Will CBD get me high?

How CBD differs from other substances found in the cannabis plant

Will CBD make you high? In short, no, CBD will not make you feel high. Both Cannabidiol (CBD) and Tetrahydrocannabinol (THC) are cannabinoids, a type of natural compound found in the cannabis plant. But CBD does not cause a “high” like THC. One might assume that because they are both found in the same plant that CBD would cause the same effects as THC, but CBD can be isolated from the THC compound when extracted from the cannabis plant.

CBD is typically infused into tinctures, oils, or edibles for people to consume to alleviate a variety of symptoms or as a wellness aide. One of the most popular uses for CBD is to reduce symptoms of anxiety and depression, but this relaxing effect is much different than the psychoactive effects of THC that create a feeling of euphoria or heightened sensory perception. High concentrations or dosages of CBD could cause an uplifting effect, but again, not a high like THC.

The quality of CBD products on the market is not regulated and the U.S. Food and Drug Administration has not approved any CBD products, so be sure to check for a label that confirms the product has received third-party testing for quality.

CBD vs Marijuana comparison

CBD vs. THC: The Basics


Legal Status

The first and largest difference between CBD and THC is the legality of both substances across to United States. In many states, CBD is legal and THC is not, but in other states like Colorado, California, and Washington, both are legal for medical and recreational uses.


The other major difference is how they impact receptors in the brain. They both have an impact on cannabinoid type 1 (CB1) receptors in the brain, but in different ways, thus providing such different results.

While both compounds are called cannabinoids and are found in cannabis, THC activates the CB1 receptors while CBD blocks any intoxicating impact. As a result, CBD is considered a CB1 antagonist.

CB1 Receptors

Taking CBD with THC may inhibit or increase the effects of THC – depending on the doses. Studies have shown that low doses of CBD enhanced the intoxicating effect when combined with THC, while high doses of CBD reduced the intoxicating effects of THC.

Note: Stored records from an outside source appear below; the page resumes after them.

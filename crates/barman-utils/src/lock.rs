//! Advisory file locks over `{server, operation}` pairs.
//!
//! Mirrors the teacher's single-writer-per-resource discipline (the
//! catalog directory tree is the only shared state; every mutation sits
//! behind an advisory lock) but implemented with plain `fs2` file locks
//! rather than a distributed coordination service, since spec.md §9
//! states the catalog is assumed to live on one host.

use std::fs::{File, OpenOptions};
use std::io;
use std::path::{Path, PathBuf};
use std::time::{Duration, Instant};

use fs2::FileExt;

use crate::error::BarmanError;
use crate::ids::ServerName;

/// The operation kinds that may hold a lock on a given server, per
/// spec.md §3 ("Catalog locks"). For any (server, operation) pair there
/// exists at most one holder.
#[derive(Debug, Clone, Copy, PartialEq, Eq, Hash)]
pub enum LockKind {
    Backup,
    ArchiveWal,
    ReceiveWal,
    Delete,
    Recover,
    ServerXlogDb,
}

impl LockKind {
    fn file_name(self) -> &'static str {
        match self {
            LockKind::Backup => ".backup.lock",
            LockKind::ArchiveWal => ".archive-wal.lock",
            LockKind::ReceiveWal => ".receive-wal.lock",
            LockKind::Delete => ".delete.lock",
            LockKind::Recover => ".recover.lock",
            LockKind::ServerXlogDb => ".server-xlogdb.lock",
        }
    }

    pub fn operation_name(self) -> &'static str {
        match self {
            LockKind::Backup => "backup",
            LockKind::ArchiveWal => "archive-wal",
            LockKind::ReceiveWal => "receive-wal",
            LockKind::Delete => "delete",
            LockKind::Recover => "recover",
            LockKind::ServerXlogDb => "server-xlogdb",
        }
    }
}

/// A held advisory lock. Dropping it releases the lock; there is no
/// explicit `release()` needed, matching RAII file-lock idiom used
/// throughout the teacher's storage code.
pub struct LockGuard {
    _file: File,
    path: PathBuf,
}

impl LockGuard {
    pub fn path(&self) -> &Path {
        &self.path
    }
}

/// Attempt to acquire `kind` for `server` rooted at `server_home`,
/// non-blocking. Returns `BarmanError::LockBusy` immediately if another
/// process holds it.
pub fn try_acquire(
    server_home: &Path,
    server: &ServerName,
    kind: LockKind,
) -> Result<LockGuard, BarmanError> {
    let path = server_home.join(kind.file_name());
    let file = open_lock_file(&path)?;
    match file.try_lock_exclusive() {
        Ok(()) => {
            write_holder_info(&file);
            Ok(LockGuard { _file: file, path })
        }
        Err(e) if e.kind() == io::ErrorKind::WouldBlock => Err(BarmanError::LockBusy {
            server: server.clone(),
            operation: kind.operation_name().to_string(),
            held_since: read_holder_info(&path).unwrap_or_else(|| "unknown".to_string()),
        }),
        Err(e) => Err(BarmanError::FatalInternal(format!(
            "failed to lock {path:?}: {e}"
        ))),
    }
}

/// Same as [`try_acquire`], but polls until `timeout` elapses instead of
/// failing immediately. Used by the timed-lock variant spec.md §3 allows.
pub fn acquire_with_timeout(
    server_home: &Path,
    server: &ServerName,
    kind: LockKind,
    timeout: Duration,
    poll_interval: Duration,
) -> Result<LockGuard, BarmanError> {
    let deadline = Instant::now() + timeout;
    loop {
        match try_acquire(server_home, server, kind) {
            Ok(guard) => return Ok(guard),
            Err(BarmanError::LockBusy { .. }) if Instant::now() < deadline => {
                std::thread::sleep(poll_interval);
            }
            Err(e) => return Err(e),
        }
    }
}

fn open_lock_file(path: &Path) -> Result<File, BarmanError> {
    if let Some(parent) = path.parent() {
        std::fs::create_dir_all(parent).map_err(|e| {
            BarmanError::FatalInternal(format!("creating lock directory {parent:?}: {e}"))
        })?;
    }
    OpenOptions::new()
        .create(true)
        .write(true)
        .open(path)
        .map_err(|e| BarmanError::FatalInternal(format!("opening lock file {path:?}: {e}")))
}

fn write_holder_info(file: &File) {
    use std::io::{Seek, SeekFrom, Write};
    let mut f = file;
    let _ = f.set_len(0);
    let _ = f.seek(SeekFrom::Start(0));
    let now = chrono::Utc::now().to_rfc3339();
    let _ = write!(f, "pid={} since={now}", std::process::id());
}

fn read_holder_info(path: &Path) -> Option<String> {
    std::fs::read_to_string(path).ok().filter(|s| !s.is_empty())
}

#[cfg(test)]
mod tests {
    use super::*;

    #[test]
    fn second_acquire_is_busy() {
        let dir = tempfile::tempdir().unwrap();
        let server = ServerName::from("main");
        let _first = try_acquire(dir.path(), &server, LockKind::Backup).unwrap();
        let second = try_acquire(dir.path(), &server, LockKind::Backup);
        assert!(matches!(second, Err(BarmanError::LockBusy { .. })));
    }

    #[test]
    fn distinct_operations_do_not_conflict() {
        let dir = tempfile::tempdir().unwrap();
        let server = ServerName::from("main");
        let _backup = try_acquire(dir.path(), &server, LockKind::Backup).unwrap();
        let archive = try_acquire(dir.path(), &server, LockKind::ArchiveWal);
        assert!(archive.is_ok());
    }

    #[test]
    fn lock_is_released_on_drop() {
        let dir = tempfile::tempdir().unwrap();
        let server = ServerName::from("main");
        {
            let _guard = try_acquire(dir.path(), &server, LockKind::Delete).unwrap();
        }
        let again = try_acquire(dir.path(), &server, LockKind::Delete);
        assert!(again.is_ok());
    }
}
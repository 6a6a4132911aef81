//! The backup/recovery engine: everything above the catalog's plain
//! file format and below the CLI's argument parsing, per spec.md §4.
//!
//! Each module here is grounded on a distinct piece of the teacher's
//! `safekeeper`/`pageserver` stack; see each module's own doc comment
//! and `DESIGN.md` for the full grounding ledger.

pub mod base_backup;
pub mod config;
pub mod copy_driver;
pub mod error;
pub mod hooks;
pub mod orchestrator;
pub mod recovery;
pub mod retention;
pub mod wal_archiver;
pub mod wal_streamer;

pub use error::{Error, Result};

Another study shows that the antagonistic effects of CBD at the CB1 receptor are likely responsible for reducing the memory-impairing effects of THC.

Both THC and CBD can also be found in hemp and marijuana plants (both are forms of cannabis), but there is a very low percentage of THC compound in hemp (lower than 0.3 percent.)

To recap, the three main differences between THC and CBD are:

  1. THC is an illegal substance in more U.S. states than CBD
  2. THC gets you high and CBD does not
  3. THC activates CB1 receptors in the brain and CBD blocks them

Potential CBD side effects

CBD is not approved by the FDA but has been found to be safe for consumption. However, more research is still needed to understand the full spectrum of effects and possible uses aside from pain and seizures.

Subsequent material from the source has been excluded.